Covid-19 demolishes agriculture in South Sudan

Covid-19 demolishes agriculture in South Sudan

After initial pandemic shock, supply chain blockages, inflation and climate change present continuing threats to farmers

By Denis Morris Mimbugbe 

It’s two and half years now since the world experienced the deadly pandemic. In April 2020, South Sudan reported the country’s first case of the virus that later led to issuing related restrictions on all large gatherings nationwide, including academic institutions, markets, and domestic and international travels.

The quarantines were compulsory for all travelers with preventive measures, including wearing protective facemasks and social distancing. South Sudan’s land borders such as Kaya, Elegu, Nabiapai and others were all closed but later were opened under serious restrictions.

The repercussions of the Covid-19 pandemic have affected the government, farmers, agro-dealers, and non-governmental organizations, impacting the agricultural sector in South Sudan in several ways. 

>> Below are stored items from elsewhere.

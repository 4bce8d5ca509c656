use std::collections::{BTreeMap, BTreeSet};
use std::fmt;

use chrono::{Datelike, NaiveDate};
use serde::{Deserialize, Deserializer, Serialize};

/// Identifier wrapper for a screened household (the client record).
#[derive(Debug, Clone, Default, PartialEq, Eq, Hash, PartialOrd, Ord, Serialize, Deserialize)]
#[serde(transparent)]
pub struct ClientId(pub String);

impl fmt::Display for ClientId {
    fn fmt(&self, f: &mut fmt::Formatter<'_>) -> fmt::Result {
        f.write_str(&self.0)
    }
}

/// Identifier wrapper for a member within a household.
#[derive(Debug, Clone, Default, PartialEq, Eq, Hash, PartialOrd, Ord, Serialize, Deserialize)]
#[serde(transparent)]
pub struct MemberId(pub String);

impl fmt::Display for MemberId {
    fn fmt(&self, f: &mut fmt::Formatter<'_>) -> fmt::Result {
        f.write_str(&self.0)
    }
}

/// Assistance programs covered by the screening engine.
#[derive(Debug, Clone, Copy, PartialEq, Eq, Hash, PartialOrd, Ord, Serialize, Deserialize)]
#[serde(rename_all = "snake_case")]
pub enum Program {
    Snap,
    Pace,
    Lis,
    Msp,
    Ptrr,
}

impl Program {
    pub const ALL: [Program; 5] = [
        Program::Snap,
        Program::Pace,
        Program::Lis,
        Program::Msp,
        Program::Ptrr,
    ];

    pub const fn label(self) -> &'static str {
        match self {
            Program::Snap => "SNAP",
            Program::Pace => "PACE/PACENET",
            Program::Lis => "LIS",
            Program::Msp => "MSP",
            Program::Ptrr => "PTRR",
        }
    }
}

/// Household-level fields carried on the client record.
#[derive(Debug, Clone, Default, PartialEq, Eq, Serialize, Deserialize)]
pub struct Client {
    pub id: ClientId,
    #[serde(default)]
    pub residency: ResidencyStatus,
    #[serde(default)]
    pub migrant_or_seasonal_worker: bool,
}

#[derive(Debug, Clone, Copy, Default, PartialEq, Eq, Serialize, Deserialize)]
#[serde(rename_all = "snake_case")]
pub enum ResidencyStatus {
    #[default]
    Resident,
    NonResident,
    Unknown,
}

/// Recurrence of a monetary amount. Unknown or missing labels read as monthly.
#[derive(Debug, Clone, Copy, Default, PartialEq, Eq, Hash, Serialize)]
#[serde(rename_all = "snake_case")]
pub enum Frequency {
    Weekly,
    Biweekly,
    Bimonthly,
    #[default]
    Monthly,
    Quarterly,
    Yearly,
}

impl Frequency {
    pub fn from_label(label: &str) -> Self {
        match label.trim().to_ascii_lowercase().as_str() {
            "weekly" => Self::Weekly,
            "biweekly" => Self::Biweekly,
            "bimonthly" => Self::Bimonthly,
            "quarterly" => Self::Quarterly,
            "yearly" => Self::Yearly,
            _ => Self::Monthly,
        }
    }
}

impl<'de> Deserialize<'de> for Frequency {
    fn deserialize<D>(deserializer: D) -> Result<Self, D::Error>
    where
        D: Deserializer<'de>,
    {
        let raw = Option::<String>::deserialize(deserializer)?;
        Ok(raw.as_deref().map(Frequency::from_label).unwrap_or_default())
    }
}

// Quarterly is only meaningful for medical expenses.
fn income_frequency<'de, D>(deserializer: D) -> Result<Frequency, D::Error>
where
    D: Deserializer<'de>,
{
    Ok(match Frequency::deserialize(deserializer)? {
        Frequency::Quarterly => Frequency::Monthly,
        other => other,
    })
}

#[derive(Debug, Clone, Copy, Default, PartialEq, Eq, Hash, Serialize)]
#[serde(rename_all = "kebab-case")]
pub enum IncomeKind {
    Employment,
    SelfEmployment,
    #[default]
    Other,
}

impl IncomeKind {
    pub fn from_label(label: &str) -> Self {
        match label.trim().to_ascii_lowercase().as_str() {
            "employment" => Self::Employment,
            "self-employment" | "self employment" | "selfemployment" => Self::SelfEmployment,
            _ => Self::Other,
        }
    }

    pub const fn is_earned(self) -> bool {
        matches!(self, IncomeKind::Employment | IncomeKind::SelfEmployment)
    }
}

impl<'de> Deserialize<'de> for IncomeKind {
    fn deserialize<D>(deserializer: D) -> Result<Self, D::Error>
    where
        D: Deserializer<'de>,
    {
        let raw = Option::<String>::deserialize(deserializer)?;
        Ok(raw.as_deref().map(IncomeKind::from_label).unwrap_or_default())
    }
}

/// Tax year an income line belongs to, relative to the screening date.
#[derive(Debug, Clone, Copy, Default, PartialEq, Eq, Hash, Serialize, Deserialize)]
#[serde(rename_all = "snake_case")]
pub enum YearType {
    #[default]
    #[serde(alias = "Current")]
    Current,
    #[serde(alias = "Previous")]
    Previous,
}

#[derive(Debug, Clone, PartialEq, Serialize, Deserialize)]
pub struct Income {
    pub amount: f64,
    #[serde(default, deserialize_with = "income_frequency")]
    pub frequency: Frequency,
    #[serde(default)]
    pub kind: IncomeKind,
    #[serde(default)]
    pub year: YearType,
}

impl Income {
    pub fn new(amount: f64, frequency: Frequency, kind: IncomeKind, year: YearType) -> Self {
        Self {
            amount,
            frequency,
            kind,
            year,
        }
    }
}

#[derive(Debug, Clone, PartialEq, Serialize, Deserialize)]
pub struct Asset {
    pub value: f64,
    #[serde(default, skip_serializing_if = "Option::is_none")]
    pub description: Option<String>,
}

#[derive(Debug, Clone, Copy, PartialEq, Eq, Hash, PartialOrd, Ord, Serialize, Deserialize)]
pub enum UtilityType {
    #[serde(rename = "Heating/Cooling")]
    HeatingCooling,
    Electricity,
    Gas,
    Water,
    Sewage,
    Trash,
    Phone,
}

/// Expense line recorded against a member, tagged by category.
#[derive(Debug, Clone, PartialEq, Serialize, Deserialize)]
#[serde(tag = "category", rename_all = "snake_case")]
pub enum Expense {
    Shelter {
        value: f64,
    },
    Utility {
        utility_type: UtilityType,
        #[serde(default)]
        value: f64,
    },
    Other {
        value: f64,
    },
    Medical {
        value: f64,
        #[serde(default)]
        frequency: Frequency,
        #[serde(default)]
        medical_type: String,
    },
}

pub const MEDICARE_PART_B: &str = "Medicare Part B";

impl Expense {
    pub fn is_part_b_premium(&self) -> bool {
        match self {
            Expense::Medical { medical_type, .. } => {
                medical_type.trim().eq_ignore_ascii_case(MEDICARE_PART_B)
            }
            _ => false,
        }
    }
}

#[derive(Debug, Clone, Copy, PartialEq, Eq, Serialize, Deserialize)]
#[serde(rename_all = "snake_case")]
pub enum HousingCostKind {
    PropertyTax,
    Rent,
}

/// Property tax or rent paid during the previous year.
#[derive(Debug, Clone, PartialEq, Serialize, Deserialize)]
pub struct PriorYearHousingCost {
    pub kind: HousingCostKind,
    pub value: f64,
}

#[derive(Debug, Clone, Copy, Default, PartialEq, Eq, Serialize, Deserialize)]
#[serde(rename_all = "snake_case")]
pub enum MaritalStatus {
    #[default]
    Single,
    Married,
    Separated,
    Divorced,
    Widowed,
}

#[derive(Debug, Clone, Copy, Default, PartialEq, Eq, Serialize, Deserialize)]
#[serde(rename_all = "snake_case")]
pub enum CitizenshipStatus {
    #[default]
    Citizen,
    QualifiedNonCitizen,
    IneligibleNonCitizen,
}

#[derive(Debug, Clone, Copy, Default, PartialEq, Eq, Serialize, Deserialize)]
#[serde(rename_all = "snake_case")]
pub enum StudentStatus {
    #[default]
    NotStudent,
    EligibleStudent,
    IneligibleStudent,
}

/// What the related member is to the member holding the relationship entry.
#[derive(Debug, Clone, Copy, PartialEq, Eq, Hash, Serialize, Deserialize)]
#[serde(rename_all = "snake_case")]
pub enum RelationshipKind {
    Spouse,
    Parent,
    Child,
    StepParent,
    StepChild,
    AdoptiveParent,
    AdoptedChild,
    Guardian,
    Ward,
    Sibling,
    Grandparent,
    Grandchild,
    #[serde(other)]
    Other,
}

impl RelationshipKind {
    pub const fn reciprocal(self) -> Self {
        match self {
            RelationshipKind::Spouse => RelationshipKind::Spouse,
            RelationshipKind::Parent => RelationshipKind::Child,
            RelationshipKind::Child => RelationshipKind::Parent,
            RelationshipKind::StepParent => RelationshipKind::StepChild,
            RelationshipKind::StepChild => RelationshipKind::StepParent,
            RelationshipKind::AdoptiveParent => RelationshipKind::AdoptedChild,
            RelationshipKind::AdoptedChild => RelationshipKind::AdoptiveParent,
            RelationshipKind::Guardian => RelationshipKind::Ward,
            RelationshipKind::Ward => RelationshipKind::Guardian,
            RelationshipKind::Sibling => RelationshipKind::Sibling,
            RelationshipKind::Grandparent => RelationshipKind::Grandchild,
            RelationshipKind::Grandchild => RelationshipKind::Grandparent,
            RelationshipKind::Other => RelationshipKind::Other,
        }
    }
}

/// Completed years, months, and days between a birth date and a screening date.
#[derive(Debug, Clone, Copy, PartialEq, Eq, PartialOrd, Ord)]
pub struct Age {
    pub years: u32,
    pub months: u32,
    pub days: u32,
}

impl Age {
    pub fn between(born: NaiveDate, as_of: NaiveDate) -> Option<Self> {
        if as_of < born {
            return None;
        }

        let mut years = as_of.year() - born.year();
        let mut months = as_of.month() as i32 - born.month() as i32;
        let mut days = as_of.day() as i32 - born.day() as i32;

        if days < 0 {
            months -= 1;
            let previous_month_len = as_of
                .with_day(1)
                .and_then(|first| first.pred_opt())
                .map(|last| last.day() as i32)
                .unwrap_or(30);
            days += previous_month_len;
        }
        if months < 0 {
            years -= 1;
            months += 12;
        }

        Some(Self {
            years: years as u32,
            months: months as u32,
            days: days.max(0) as u32,
        })
    }
}

/// A person on the household record along with everything the engine reads and writes.
#[derive(Debug, Clone, Default, PartialEq, Serialize, Deserialize)]
#[serde(default)]
pub struct HouseholdMember {
    pub id: MemberId,
    pub name: String,
    pub date_of_birth: Option<NaiveDate>,
    pub marital_status: MaritalStatus,
    pub disabled: bool,
    pub citizenship: CitizenshipStatus,
    pub student: StudentStatus,
    pub shares_meal: bool,
    pub incomes: Vec<Income>,
    pub assets: Vec<Asset>,
    pub expenses: Vec<Expense>,
    pub prior_year_housing_costs: Vec<PriorYearHousingCost>,
    /// Programs the member reports already receiving (PTRR: already applied this cycle).
    pub enrolled_programs: BTreeSet<Program>,
    pub relationships: BTreeMap<MemberId, RelationshipKind>,
    pub assessments: Assessments,
}

impl HouseholdMember {
    pub fn new(id: impl Into<String>, name: impl Into<String>) -> Self {
        Self {
            id: MemberId(id.into()),
            name: name.into(),
            ..Self::default()
        }
    }

    pub fn age_on(&self, as_of: NaiveDate) -> Option<Age> {
        self.date_of_birth
            .and_then(|born| Age::between(born, as_of))
    }

    pub fn is_enrolled_in(&self, program: Program) -> bool {
        self.enrolled_programs.contains(&program)
    }

    /// Ineligible non-citizens and ineligible students never join the meal group automatically.
    pub fn is_excluded_from_meal_group(&self) -> bool {
        self.citizenship == CitizenshipStatus::IneligibleNonCitizen
            || self.student == StudentStatus::IneligibleStudent
    }
}

#[derive(Debug, Clone, Copy, PartialEq, Eq, Hash, Serialize, Deserialize)]
#[serde(rename_all = "snake_case")]
pub enum BenefitTier {
    Pace,
    Pacenet,
    Qmb,
    Slmb,
    Qi,
}

impl BenefitTier {
    pub const fn label(self) -> &'static str {
        match self {
            BenefitTier::Pace => "PACE",
            BenefitTier::Pacenet => "PACENET",
            BenefitTier::Qmb => "QMB",
            BenefitTier::Slmb => "SLMB",
            BenefitTier::Qi => "QI",
        }
    }
}

/// Eligibility status written back onto a member for each program.
#[derive(Debug, Clone, Copy, Default, PartialEq, Eq, Serialize, Deserialize)]
#[serde(tag = "status", content = "tier", rename_all = "snake_case")]
pub enum Verdict {
    #[default]
    NotChecked,
    LikelyEligible,
    LikelyEligibleFor(BenefitTier),
    WithinIncomeBuffer(BenefitTier),
    NotLikelyEligible,
}

impl Verdict {
    pub fn label(&self) -> String {
        match self {
            Verdict::NotChecked => "Not Checked".to_string(),
            Verdict::LikelyEligible => "Likely Eligible".to_string(),
            Verdict::LikelyEligibleFor(tier) => format!("Likely Eligible for {}", tier.label()),
            Verdict::WithinIncomeBuffer(tier) => {
                format!("Not Likely Eligible (within {} buffer)", tier.label())
            }
            Verdict::NotLikelyEligible => "Not Likely Eligible".to_string(),
        }
    }

    pub const fn is_eligible(&self) -> bool {
        matches!(self, Verdict::LikelyEligible | Verdict::LikelyEligibleFor(_))
    }
}

/// Derived figures and verdict for a program evaluated per member.
#[derive(Debug, Clone, Default, PartialEq, Serialize, Deserialize)]
pub struct ProgramAssessment {
    pub verdict: Verdict,
    #[serde(default, skip_serializing_if = "Option::is_none")]
    pub combined_income: Option<f64>,
    #[serde(default, skip_serializing_if = "Option::is_none")]
    pub combined_assets: Option<f64>,
}

/// Deductions applied on the way from gross to net SNAP income.
#[derive(Debug, Clone, Default, PartialEq, Serialize, Deserialize)]
pub struct SnapBudget {
    pub earned_income_deduction: f64,
    pub standard_deduction: f64,
    pub utility_allowance: f64,
    pub excess_shelter_deduction: f64,
    pub other_expenses: f64,
    pub medical_deduction: f64,
    pub monthly_deduction: f64,
}

/// SNAP result for the meal-sharing group, stamped on each participating member.
#[derive(Debug, Clone, Default, PartialEq, Serialize, Deserialize)]
pub struct SnapAssessment {
    pub verdict: Verdict,
    pub household_size: usize,
    pub gross_income: f64,
    pub net_income: f64,
    pub assets: f64,
    pub budget: SnapBudget,
    #[serde(default, skip_serializing_if = "Option::is_none")]
    pub benefit: Option<f64>,
    #[serde(default, skip_serializing_if = "Option::is_none")]
    pub expedited: Option<bool>,
}

#[derive(Debug, Clone, Default, PartialEq, Serialize, Deserialize)]
#[serde(default)]
pub struct Assessments {
    pub snap: SnapAssessment,
    pub pace: ProgramAssessment,
    pub lis: ProgramAssessment,
    pub msp: ProgramAssessment,
    pub ptrr: ProgramAssessment,
}

impl Assessments {
    pub fn verdict(&self, program: Program) -> Verdict {
        match program {
            Program::Snap => self.snap.verdict,
            Program::Pace => self.pace.verdict,
            Program::Lis => self.lis.verdict,
            Program::Msp => self.msp.verdict,
            Program::Ptrr => self.ptrr.verdict,
        }
    }

    pub fn verdict_labels(&self) -> BTreeMap<Program, String> {
        Program::ALL
            .iter()
            .map(|program| (*program, self.verdict(*program).label()))
            .collect()
    }
}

Farmer on Gondokoro island harvesting 1
A farmer in Gondokoro Island harvesting

The South Sudanese economy is based on agriculture which is largely subsistence farming, livestock rearing, fishing, and wild food collection, with average field sizes of two hectares or less per household. 

According to the South Sudan Agricultural Sector Policy Framework, about 85% of households in South Sudan cultivate crops and around 65% own cattle.

South Sudan is the youngest African nation and a fragile nation. Food availability and access remain big challenges for the majority of the population due to the country’s prolonged conflict, which has disrupted agriculture and displaced many people.

The Covid-19 pandemic, therefore, posed a serious threat to an already vulnerable situation, especially regarding food and water security.

The world’s newest country has significant land resources with a great potential to produce food to meet its own needs and that of neighboring countries. However, currently, most of the food sold in the market in South Sudan is imported. According to a Rift Valley Institute briefing paper published in April 2020, the African Development Bank in 2015 estimated that net food imports were at USD 35 billion and that on current trends, net food imports would be worth over USD 110 billion by 2025. 

The country’s agricultural sector policy framework 2012-2017, which has not yet been updated, aimed to increase domestic agricultural productivity, improve food security and contribute to economic growth and environmental sustainability. It aimed to guarantee food for all by 2015 by transforming the management of the agricultural sector to enhance farm productivity. 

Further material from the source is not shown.